Textbook: Mark Allen Weiss. Data Structures and Problem Solving Using Java. Addison-Wesley, 3rd edition, 2006. The university bookstore carries this book, which is a “required textbook” for this course. The edition is important.

The core topics for this course are found mainly in Chapters 18 and beyond; a few earlier chapters, such as 5, 8, and 14 are also relevant. Detailed coverage information will be announced as we progress in the semester. Most chapters in roughly the first third of the textbook, as well as some later chapters, discuss topics that are covered in the prerequisite course, COS 225. We will not be covering these topics in this course.

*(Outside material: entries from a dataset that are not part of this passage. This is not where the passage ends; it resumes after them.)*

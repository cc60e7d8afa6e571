//! Key/value form types.

use serde::{Deserialize, Serialize};

/// Key/value pairs detected on a page.
#[derive(Debug, Clone, Default, Serialize, Deserialize)]
pub struct Form {
    /// Detected fields, in response order
    pub fields: Vec<Field>,
}

impl Form {
    /// Add a field.
    pub fn add_field(&mut self, field: Field) {
        self.fields.push(field);
    }

    /// Check if the form has no fields.
    pub fn is_empty(&self) -> bool {
        self.fields.is_empty()
    }

    /// Find the first field whose key text matches, ignoring ASCII case and
    /// surrounding whitespace.
    pub fn get_field(&self, key: &str) -> Option<&Field> {
        let key = key.trim();
        self.fields.iter().find(|f| {
            f.key
                .as_ref()
                .is_some_and(|k| k.text.trim().eq_ignore_ascii_case(key))
        })
    }
}

/// A form field. Either side may be missing when detection is partial.
#[derive(Debug, Clone, Default, Serialize, Deserialize)]
pub struct Field {
    /// The key (label) side
    pub key: Option<FieldText>,

    /// The value side
    pub value: Option<FieldText>,
}

impl Field {
    /// Create a field with both sides present.
    pub fn new(key: impl Into<String>, value: impl Into<String>) -> Self {
        Self {
            key: Some(FieldText::new(key)),
            value: Some(FieldText::new(value)),
        }
    }

    /// Key text, or an empty string.
    pub fn key_text(&self) -> &str {
        self.key.as_ref().map(|k| k.text.as_str()).unwrap_or("")
    }

    /// Value text, or an empty string.
    pub fn value_text(&self) -> &str {
        self.value.as_ref().map(|v| v.text.as_str()).unwrap_or("")
    }
}

/// Text content of a field key or value.
#[derive(Debug, Clone, Default, Serialize, Deserialize)]
pub struct FieldText {
    /// Words joined by a space
    pub text: String,

    /// Detection confidence (0-100)
    #[serde(default)]
    pub confidence: f32,
}

impl FieldText {
    /// Create field text without confidence.
    pub fn new(text: impl Into<String>) -> Self {
        Self {
            text: text.into(),
            confidence: 0.0,
        }
    }
}

#[cfg(test)]
mod tests {
    use super::*;

    #[test]
    fn test_get_field_case_insensitive() {
        let mut form = Form::default();
        form.add_field(Field::new("Name:", "Jane Doe"));
        form.add_field(Field {
            key: Some(FieldText::new("Phone")),
            value: None,
        });

        let field = form.get_field(" name: ").unwrap();
        assert_eq!(field.value_text(), "Jane Doe");

        let phone = form.get_field("PHONE").unwrap();
        assert_eq!(phone.value_text(), "");
        assert!(form.get_field("Address").is_none());
    }
}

Other Readings: All the following are recommended, but not all are required. Further details and additional readings will appear here.

1.
Arne Andersson. Balanced search trees made simple. In Proceedings of the Workshop on Algorithms and Data Structures, pages 60–71, Montreal, Canada, August 1993.

This paper introduces AA-trees and includes very nice examples and figures.

2.
Sanjeev Saxena. Dominance made simple. Information Processing Letters, 109(9):419–421, April 2009.

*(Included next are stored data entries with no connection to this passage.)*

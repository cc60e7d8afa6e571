//! Error types for untextract library.

use std::io;
use thiserror::Error;

/// Result type alias for untextract operations.
pub type Result<T> = std::result::Result<T, Error>;

/// Error types that can occur while reading analysis output or building text artifacts.
#[derive(Error, Debug)]
pub enum Error {
    /// I/O error when reading or writing files.
    #[error("I/O error: {0}")]
    Io(#[from] io::Error),

    /// The input is not valid JSON or does not match the expected shape.
    #[error("JSON error: {0}")]
    Json(#[from] serde_json::Error),

    /// Threshold calibration was attempted over a document with no lines.
    #[error("Document contains no lines")]
    EmptyDocument,

    /// A line is missing the bounding-box coordinates paragraph detection relies on.
    #[error("Line block {block_id} on page {page} has no bounding box top/left")]
    MalformedGeometry {
        /// Id of the offending LINE block
        block_id: String,
        /// Page number (1-indexed)
        page: u32,
    },

    /// A relationship points at a block id that is not in the response.
    #[error("Missing block referenced by relationship: {0}")]
    MissingBlock(String),

    /// The response structure is not usable (e.g. content before the first page).
    #[error("Invalid analysis response: {0}")]
    InvalidResponse(String),

    /// Invalid page range specification.
    #[error("Invalid page range: {0}")]
    InvalidPageRange(String),

    /// Error during rendering (text, JSON).
    #[error("Rendering error: {0}")]
    Render(String),
}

This short paper is a good example of how some of the basic concepts studied in this course may be used as building blocks to solve more complex problems.

3.
Gilad Bracha. Generics in the Java programming language. Tutorial. http://java.sun.com/, July 2004.

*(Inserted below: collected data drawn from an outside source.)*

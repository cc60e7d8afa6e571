//! Penn Treebank style word tokenization.

use regex::Regex;
use unicode_segmentation::UnicodeSegmentation;

use super::WordTokenizer;

/// Regex-driven word tokenizer following Penn Treebank conventions.
///
/// Punctuation becomes its own token, clitics are split off (`can't` →
/// `ca`, `n't`; `it's` → `it`, `'s`) and double quotes are rewritten as
/// ` `` ` / `''`. Text is split into sentences first so that every
/// sentence-final period is separated.
#[derive(Debug, Clone)]
pub struct TreebankWordTokenizer {
    rules: Vec<(Regex, &'static str)>,
}

impl TreebankWordTokenizer {
    /// Create a tokenizer with the standard rule set.
    pub fn new() -> Self {
        let rules = [
            // starting quotes
            (r#"^\s*""#, " `` "),
            (r#"([ (\[{<])""#, "${1} `` "),
            // punctuation
            (r"([:,])([^\d])", " ${1} ${2}"),
            (r"([:,])$", " ${1} "),
            (r"\.\.\.", " ... "),
            (r"[;@#$%&]", " ${0} "),
            (r#"([^\.])(\.)([\]\)}>"']*)\s*$"#, "${1} ${2}${3} "),
            (r"[?!]", " ${0} "),
            (r"([^'])' ", "${1} ' "),
            // brackets and dashes
            (r"[\]\[\(\)\{\}<>]", " ${0} "),
            (r"--", " -- "),
            // ending quotes and clitics
            (r#"""#, " '' "),
            (r"([^' ])('[sS]|'[mM]|'[dD]|') ", "${1} ${2} "),
            (r"([^' ])('ll|'LL|'re|'RE|'ve|'VE|n't|N'T) ", "${1} ${2} "),
            // fused forms
            (r"(?i)\b(can)(not)\b", " ${1} ${2} "),
            (r"(?i)\b(gim)(me)\b", " ${1} ${2} "),
            (r"(?i)\b(gon)(na)\b", " ${1} ${2} "),
            (r"(?i)\b(got)(ta)\b", " ${1} ${2} "),
            (r"(?i)\b(lem)(me)\b", " ${1} ${2} "),
            (r"(?i)\b(wan)(na)\b", " ${1} ${2} "),
        ]
        .into_iter()
        .map(|(pattern, replacement)| {
            (
                Regex::new(pattern).expect("hard-coded tokenizer pattern"),
                replacement,
            )
        })
        .collect();

        Self { rules }
    }

    fn tokenize_sentence(&self, sentence: &str, tokens: &mut Vec<String>) {
        let mut text = format!(" {} ", sentence);
        for (re, replacement) in &self.rules {
            text = re.replace_all(&text, *replacement).into_owned();
        }
        tokens.extend(text.split_whitespace().map(str::to_string));
    }
}

impl Default for TreebankWordTokenizer {
    fn default() -> Self {
        Self::new()
    }
}

impl WordTokenizer for TreebankWordTokenizer {
    fn tokenize(&self, text: &str) -> Vec<String> {
        let mut tokens = Vec::new();
        for sentence in text.unicode_sentences() {
            self.tokenize_sentence(sentence.trim(), &mut tokens);
        }
        tokens
    }
}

This tutorial is optional reading but I strongly suggest that everyone read it. The concepts explained here are essential for making good use of generics in Java and it is very painful to learn them the hard way (e.g., while debugging your code).

4.
Sudarshan S. Chawathe. Segment-based map matching. In Proceedings of the IEEE Intelligent Vehicles Symposium (IV), pages 1190–1197, Istanbul, Turkey, June 2007.

The main purpose of this paper, for this course, is providing a concrete example how data structures and related concepts find use in current research and applications. Sections I, II, and III are required reading. The rest of the paper is optional reading.

5.
Derrick Coetzee. An efficient implementation of Blum, Floyd, Pratt, Rivest, and Tarjan’s worst-case linear selection algorithm. http://moonflare.com/, January 2004.
6.
Jon Bentley and Don Knuth. Programming pearls: Literate programming. Communications of the ACM, 29(5):364–369, May 1986.
7.
Paul E. Black. Dictionary of algorithms and data structures. http://www.nist.gov/dads/, September 1998.
8.
Lloyd Allison. Suffix trees. http://www.allisons.org/ll/AlgDS/Tree/Suffix/, 2008.
9.
Samuel W. Reynolds. A generalized polyphase merge algorithm. Communications of the ACM, 4(8):347–349, 1961.

This paper provides a succinct and readable description of polyphase merging. It is a very useful supplement to the description in the textbook, which is missing many important details.